CHESHIRE, Mass. — The Cheshire Community Association will present a community production of the Frank Capra family classic "It’s a Wonderful Life," adapted by Tony Palermo, at Tuesday, December 17, at 7 p.m. in the Parish Hall of St. Mary of the Assumption Parish at 159 Church St.

Brought to the stage as a 1940s radio broadcast in front of a studio audience, a dozen actors play radio dramatists, who, in turn, portray 30 characters from the heart-warming holiday film. Featuring live sound effects and an original score, this is a rare opportunity to see how a 1940s radio show was produced.
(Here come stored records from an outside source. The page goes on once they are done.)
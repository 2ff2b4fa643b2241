//! PSVR2 Triggers Daemon
//!
//! Drives adaptive trigger effects from the weapon the player holds. The
//! world state comes from a recorded weapon timeline and the trigger
//! commands go to a log or a JSON-lines file.

use clap::Parser;
use std::fs::File;
use std::io::BufWriter;
use std::path::{Path, PathBuf};
use std::sync::atomic::{AtomicBool, Ordering};
use std::sync::Arc;
use std::thread;
use std::time::Instant;
use tracing::{debug, error, info, warn, Level};
use tracing_subscriber::FmtSubscriber;

use psvr2_triggers::{
    config::Config,
    config_watcher::ConfigWatcher,
    replay::ReplayProvider,
    session::{lock_session, new_shared_session, SharedTriggerSession, TickOutcome, TriggerSession},
    transport::{JsonLinesTransport, LogTransport, TriggerTransport},
};

/// PSVR2 Triggers - Adaptive trigger effects per held weapon
#[derive(Parser, Debug)]
#[command(name = "psvr2-triggers")]
#[command(version, about, long_about = None)]
struct Args {
    /// Configuration file path (default: ~/.config/psvr2-triggers/config.json)
    #[arg(short, long)]
    config: Option<PathBuf>,

    /// Enable verbose logging
    #[arg(short, long)]
    verbose: bool,

    /// Weapon timeline to replay
    #[arg(short, long, required_unless_present = "print_default_config")]
    replay: Option<PathBuf>,

    /// Write trigger commands as JSON lines to this file instead of logging them
    #[arg(short, long)]
    output: Option<PathBuf>,

    /// Restart the timeline when it ends
    #[arg(long)]
    loop_replay: bool,

    /// Print the default configuration and exit
    #[arg(long)]
    print_default_config: bool,
}

#[tokio::main]
async fn main() -> Result<(), Box<dyn std::error::Error>> {
    let args = Args::parse();

    // Initialize logging
    let level = if args.verbose { Level::DEBUG } else { Level::INFO };
    let subscriber = FmtSubscriber::builder()
        .with_max_level(level)
        .finish();
    tracing::subscriber::set_global_default(subscriber)?;

    if args.print_default_config {
        println!("{}", Config::default().to_json()?);
        return Ok(());
    }

    info!("PSVR2 Triggers starting...");

    let config = load_config(args.config.as_deref());

    let replay_path = args.replay.ok_or("no weapon timeline given")?;
    let replay = ReplayProvider::load(&replay_path)?;

    let transport = open_transport(args.output.as_deref())?;
    let session = new_shared_session(TriggerSession::initialize(transport, &config));

    // Hot-reload is optional
    let _watcher = match config.path() {
        Some(path) => match ConfigWatcher::spawn(path, session.clone()) {
            Ok(watcher) => Some(watcher),
            Err(e) => {
                warn!("Config hot-reload unavailable: {}", e);
                None
            }
        },
        None => None,
    };

    let running = Arc::new(AtomicBool::new(true));
    let mut tick_handle = {
        let session = session.clone();
        let running = running.clone();
        let loop_replay = args.loop_replay;
        tokio::task::spawn_blocking(move || run_tick_loop(&session, replay, &running, loop_replay))
    };

    info!("PSVR2 Triggers ready");

    tokio::select! {
        _ = tokio::signal::ctrl_c() => {
            info!("Shutdown signal received, exiting...");
            running.store(false, Ordering::Relaxed);
            if let Err(e) = (&mut tick_handle).await {
                error!("Tick loop task panicked: {:?}", e);
            }
        }
        result = &mut tick_handle => {
            match result {
                Ok(ticks) => info!(ticks, "Tick loop finished"),
                Err(e) => error!("Tick loop task panicked: {:?}", e),
            }
        }
    }

    lock_session(&session).shutdown();

    Ok(())
}

/// Load configuration, falling back to defaults on error
///
/// The path is kept on the fallback so hot-reload can pick up a fixed file.
fn load_config(path: Option<&Path>) -> Config {
    let result = match path {
        Some(path) => Config::load(path),
        None => Config::load_default(),
    };

    match result {
        Ok(config) => {
            info!("Configuration loaded successfully");
            config
        }
        Err(e) => {
            warn!("Failed to load config, using defaults: {}", e);
            Config {
                config_path: path.map(Path::to_path_buf).or_else(Config::default_config_path),
                ..Config::default()
            }
        }
    }
}

/// Pick the trigger transport for this run
fn open_transport(output: Option<&Path>) -> std::io::Result<Box<dyn TriggerTransport + Send>> {
    match output {
        Some(path) => {
            let file = File::create(path)?;
            info!(path = %path.display(), "Writing trigger commands as JSON lines");
            Ok(Box::new(JsonLinesTransport::new(BufWriter::new(file))))
        }
        None => Ok(Box::new(LogTransport::new())),
    }
}

/// Run the per-frame tick loop until the timeline ends or `running` clears
///
/// Runs on a blocking thread: ticks are synchronous and may sleep for the
/// settle delay. Returns the number of ticks run.
fn run_tick_loop<T: TriggerTransport>(
    session: &SharedTriggerSession<T>,
    mut replay: ReplayProvider,
    running: &AtomicBool,
    loop_replay: bool,
) -> u64 {
    let mut ticks = 0u64;
    let mut next_tick = Instant::now();

    while running.load(Ordering::Relaxed) {
        if !replay.advance() {
            if !loop_replay {
                info!("Replay finished");
                break;
            }
            debug!("Replay restarting");
            replay.rewind();
            continue;
        }

        let interval = {
            let mut session = lock_session(session);
            if let TickOutcome::Dispatched(commands) = session.tick(&replay) {
                debug!(commands, tick = ticks, "Trigger effects applied");
            }
            session.tick_interval()
        };
        ticks += 1;

        // Fixed-rate pacing, skipping missed frames
        next_tick += interval;
        let now = Instant::now();
        if next_tick > now {
            thread::sleep(next_tick - now);
        } else {
            next_tick = now;
        }
    }

    ticks
}
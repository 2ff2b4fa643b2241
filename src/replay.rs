//! Recorded weapon timeline
//!
//! [`ReplayProvider`] plays back a JSON timeline of per-hand weapon
//! snapshots, one frame per tick, so the tick loop can be driven without a
//! running game.
//!
//! ```json
//! { "frames": [
//!     { "left": { "id": 1, "weapon_type": 0 }, "hold": 90 },
//!     { "left": { "id": 1, "weapon_type": 0 },
//!       "right": { "id": 2, "weapon_type": 0 }, "dual_wield": true, "hold": 90 },
//!     { "hold": 30 }
//! ] }
//! ```
//!
//! SPDX-License-Identifier: GPL-3.0

use std::fmt;
use std::fs;
use std::path::Path;

use serde::{Deserialize, Serialize};

use crate::weapon::{WeaponHandle, WeaponProvider, WeaponSnapshot};

/// One timeline entry, held for `hold` ticks
#[derive(Debug, Clone, Copy, PartialEq, Eq, Serialize, Deserialize)]
pub struct ReplayFrame {
    #[serde(flatten)]
    pub snapshot: WeaponSnapshot,

    /// Number of ticks this frame is repeated
    #[serde(default = "default_hold")]
    pub hold: u32,
}

fn default_hold() -> u32 { 1 }

#[derive(Debug, Clone, Serialize, Deserialize)]
struct Timeline {
    frames: Vec<ReplayFrame>,
}

/// Weapon provider backed by a recorded timeline
///
/// Reports no weapons before the first [`ReplayProvider::advance`] and
/// after the timeline ends.
#[derive(Debug, Clone)]
pub struct ReplayProvider {
    frames: Vec<ReplayFrame>,
    /// Index of the current frame
    frame: usize,
    /// Ticks already spent on the current frame
    held: u32,
    /// Current snapshot (empty when not playing)
    current: Option<WeaponSnapshot>,
    finished: bool,
}

impl ReplayProvider {
    /// Build from frames
    ///
    /// Frames with `hold == 0` are skipped during playback.
    pub fn new(frames: Vec<ReplayFrame>) -> Result<Self, ReplayError> {
        if frames.iter().all(|f| f.hold == 0) {
            return Err(ReplayError::Empty);
        }

        Ok(Self {
            frames,
            frame: 0,
            held: 0,
            current: None,
            finished: false,
        })
    }

    /// Parse a timeline from JSON
    pub fn from_json(contents: &str) -> Result<Self, ReplayError> {
        let timeline: Timeline = serde_json::from_str(contents).map_err(ReplayError::ParseError)?;
        Self::new(timeline.frames)
    }

    /// Load a timeline file
    pub fn load<P: AsRef<Path>>(path: P) -> Result<Self, ReplayError> {
        let path = path.as_ref();
        let contents = fs::read_to_string(path).map_err(ReplayError::IoError)?;
        let replay = Self::from_json(&contents)?;

        tracing::info!(
            path = %path.display(),
            frames = replay.frame_count(),
            ticks = replay.tick_count(),
            "Replay loaded"
        );

        Ok(replay)
    }

    /// Move to the next tick
    ///
    /// Returns false once the timeline is exhausted.
    pub fn advance(&mut self) -> bool {
        if self.finished {
            return false;
        }

        if self.current.is_some() {
            self.held += 1;
        }

        while let Some(frame) = self.frames.get(self.frame) {
            if self.held < frame.hold {
                self.current = Some(frame.snapshot);
                return true;
            }
            self.frame += 1;
            self.held = 0;
        }

        self.current = None;
        self.finished = true;
        false
    }

    /// Restart playback from the first frame
    pub fn rewind(&mut self) {
        self.frame = 0;
        self.held = 0;
        self.current = None;
        self.finished = false;
    }

    pub fn is_finished(&self) -> bool {
        self.finished
    }

    /// Number of frames in the timeline
    pub fn frame_count(&self) -> usize {
        self.frames.len()
    }

    /// Total ticks the timeline plays for
    pub fn tick_count(&self) -> u64 {
        self.frames.iter().map(|f| u64::from(f.hold)).sum()
    }
}

impl WeaponProvider for ReplayProvider {
    fn weapon_left(&self) -> Option<WeaponHandle> {
        self.current.and_then(|s| s.left)
    }

    fn weapon_right(&self) -> Option<WeaponHandle> {
        self.current.and_then(|s| s.right)
    }

    fn dual_wield_active(&self) -> bool {
        self.current.map(|s| s.dual_wield).unwrap_or(false)
    }
}

// ============================================================================
// Error Types
// ============================================================================

/// Replay error type
#[derive(Debug)]
pub enum ReplayError {
    /// I/O error reading the timeline
    IoError(std::io::Error),
    /// JSON parsing error
    ParseError(serde_json::Error),
    /// Timeline has no playable frames
    Empty,
}

impl fmt::Display for ReplayError {
    fn fmt(&self, f: &mut fmt::Formatter<'_>) -> fmt::Result {
        match self {
            ReplayError::IoError(e) => write!(f, "I/O error: {}", e),
            ReplayError::ParseError(e) => write!(f, "Parse error: {}", e),
            ReplayError::Empty => write!(f, "Replay has no playable frames"),
        }
    }
}

impl std::error::Error for ReplayError {
    fn source(&self) -> Option<&(dyn std::error::Error + 'static)> {
        match self {
            ReplayError::IoError(e) => Some(e),
            ReplayError::ParseError(e) => Some(e),
            ReplayError::Empty => None,
        }
    }
}

// ============================================================================
// Tests
// ============================================================================

#[cfg(test)]
mod tests {
    use super::*;
    use crate::weapon::{classify, WeaponRef};

    const TIMELINE: &str = r#"{
        "frames": [
            { "left": { "id": 1, "weapon_type": 0 }, "hold": 2 },
            { "left": { "id": 1, "weapon_type": 0 },
              "right": { "id": 2, "weapon_type": 0 }, "dual_wield": true },
            { "hold": 0, "right": { "id": 9, "weapon_type": 9 } },
            { }
        ]
    }"#;

    #[test]
    fn test_parse_timeline() {
        let replay = ReplayProvider::from_json(TIMELINE).unwrap();
        assert_eq!(replay.frame_count(), 4);
        assert_eq!(replay.tick_count(), 4);
        assert!(!replay.is_finished());
    }

    #[test]
    fn test_empty_before_first_advance() {
        let replay = ReplayProvider::from_json(TIMELINE).unwrap();
        assert!(replay.weapon_left().is_none());
        assert!(replay.weapon_right().is_none());
        assert!(!replay.dual_wield_active());
    }

    #[test]
    fn test_playback_order() {
        let mut replay = ReplayProvider::from_json(TIMELINE).unwrap();

        assert!(replay.advance());
        assert_eq!(replay.weapon_left().map(|w| w.id), Some(WeaponRef(1)));
        assert!(!replay.dual_wield_active());

        assert!(replay.advance()); // held frame
        assert!(replay.weapon_right().is_none());

        assert!(replay.advance());
        assert_eq!(replay.weapon_right().map(|w| w.id), Some(WeaponRef(2)));
        assert!(replay.dual_wield_active());

        // hold 0 frame is skipped, empty frame plays once
        assert!(replay.advance());
        assert!(classify(&replay).is_none());

        assert!(!replay.advance());
        assert!(replay.is_finished());
        assert!(replay.weapon_left().is_none());
        assert!(!replay.advance());
    }

    #[test]
    fn test_rewind() {
        let mut replay = ReplayProvider::from_json(TIMELINE).unwrap();
        while replay.advance() {}

        replay.rewind();
        assert!(!replay.is_finished());
        assert!(replay.advance());
        assert_eq!(replay.weapon_left().map(|w| w.id), Some(WeaponRef(1)));
    }

    #[test]
    fn test_empty_timeline_rejected() {
        assert!(matches!(
            ReplayProvider::from_json(r#"{"frames": []}"#),
            Err(ReplayError::Empty)
        ));
        assert!(matches!(
            ReplayProvider::from_json(r#"{"frames": [{"hold": 0}]}"#),
            Err(ReplayError::Empty)
        ));
    }

    #[test]
    fn test_invalid_json() {
        let err = ReplayProvider::from_json("[1, 2").unwrap_err();
        assert!(matches!(err, ReplayError::ParseError(_)));
    }

    #[test]
    fn test_load_from_file() {
        let dir = tempfile::tempdir().unwrap();
        let path = dir.path().join("timeline.json");
        fs::write(&path, TIMELINE).unwrap();

        let replay = ReplayProvider::load(&path).unwrap();
        assert_eq!(replay.frame_count(), 4);

        let missing = ReplayProvider::load(dir.path().join("missing.json"));
        assert!(matches!(missing, Err(ReplayError::IoError(_))));
    }
}
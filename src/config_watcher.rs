//! Config file hot-reload
//!
//! Watches the configuration file and applies changes to the running
//! session, so the effect table can be tuned against a live device without
//! restarting.

use std::ffi::OsString;
use std::path::{Path, PathBuf};
use std::time::Duration;

use notify::{Event, EventKind, RecommendedWatcher, RecursiveMode, Watcher};
use tokio::sync::mpsc;
use tokio::task::JoinHandle;

use crate::config::Config;
use crate::session::{lock_session, SharedTriggerSession};
use crate::transport::TriggerTransport;

/// Wait for editors to finish writing before reloading (milliseconds)
const RELOAD_DEBOUNCE_MS: u64 = 100;

/// Running config watcher
///
/// Dropping it stops watching.
pub struct ConfigWatcher {
    _watcher: RecommendedWatcher,
    task: JoinHandle<()>,
}

impl ConfigWatcher {
    /// Start watching `path` and apply reloads to `session`
    ///
    /// The parent directory is watched so that editors replacing the file
    /// are picked up. Must be called from within a tokio runtime.
    pub fn spawn<T>(path: PathBuf, session: SharedTriggerSession<T>) -> Result<Self, notify::Error>
    where
        T: TriggerTransport + Send + 'static,
    {
        let dir = path
            .parent()
            .filter(|p| p.is_dir())
            .map(Path::to_path_buf)
            .ok_or_else(|| notify::Error::generic("config directory does not exist"))?;
        let file_name = path
            .file_name()
            .map(|n| n.to_os_string())
            .ok_or_else(|| notify::Error::generic("config path has no file name"))?;

        // Capacity 1: a pending reload already covers later events
        let (tx, mut rx) = mpsc::channel::<()>(1);

        let mut watcher = notify::recommended_watcher(move |res: notify::Result<Event>| match res {
            Ok(event) => {
                if is_config_event(&event, &file_name) {
                    let _ = tx.try_send(());
                }
            }
            Err(e) => tracing::debug!(error = %e, "Config watch error"),
        })?;
        watcher.watch(&dir, RecursiveMode::NonRecursive)?;

        tracing::info!(path = %path.display(), "Watching configuration for changes");

        let task = tokio::spawn(async move {
            while rx.recv().await.is_some() {
                tokio::time::sleep(Duration::from_millis(RELOAD_DEBOUNCE_MS)).await;
                while rx.try_recv().is_ok() {}

                reload_into(&path, &session);
            }
        });

        Ok(Self {
            _watcher: watcher,
            task,
        })
    }
}

impl Drop for ConfigWatcher {
    fn drop(&mut self) {
        self.task.abort();
    }
}

fn is_config_event(event: &Event, file_name: &OsString) -> bool {
    matches!(event.kind, EventKind::Create(_) | EventKind::Modify(_))
        && event
            .paths
            .iter()
            .any(|p| p.file_name() == Some(file_name.as_os_str()))
}

/// Reload the config file and apply it to the session
///
/// Returns true if the new config was applied. A file that fails to load
/// leaves the session on its previous settings.
pub fn reload_into<T: TriggerTransport>(path: &Path, session: &SharedTriggerSession<T>) -> bool {
    match Config::load(path) {
        Ok(config) => {
            lock_session(session).update_from_config(&config);
            tracing::info!(
                path = %path.display(),
                enabled = config.triggers.enabled,
                weapon_types = config.effects.entries.len(),
                "Configuration reloaded"
            );
            true
        }
        Err(e) => {
            tracing::warn!(
                path = %path.display(),
                error = %e,
                "Failed to reload config, keeping previous settings"
            );
            false
        }
    }
}

// ============================================================================
// Tests
// ============================================================================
Producer/director Marya LaRoche has put together a cast of acting newcomers and seasoned veterans, featuring Simon Cole as George Bailey, Tommy Towne as Clarence, Elizabeth Kozik as Superintendent of Angels, Casey McShain as Mary Hatch Bailey, Travis Mille as Radio Announcer/Uncle Billy, and Shevaun Keogh-Walker as Potter, along with Curtis Elfenbein Asch, Mary Lou Burdick, Michael Morin Garrity, Patricia Kelly, Tyne LaRoche, and Larry Leavitt covering multiple roles.

This particular production is intended to be "script-in-hand," a full reading/performance of a play where the actors are allowed to have their scripts in their hands so lines need not be memorized. The director will utilize blocking, limited costumes, props and sound effects to create a performance experience for the audience.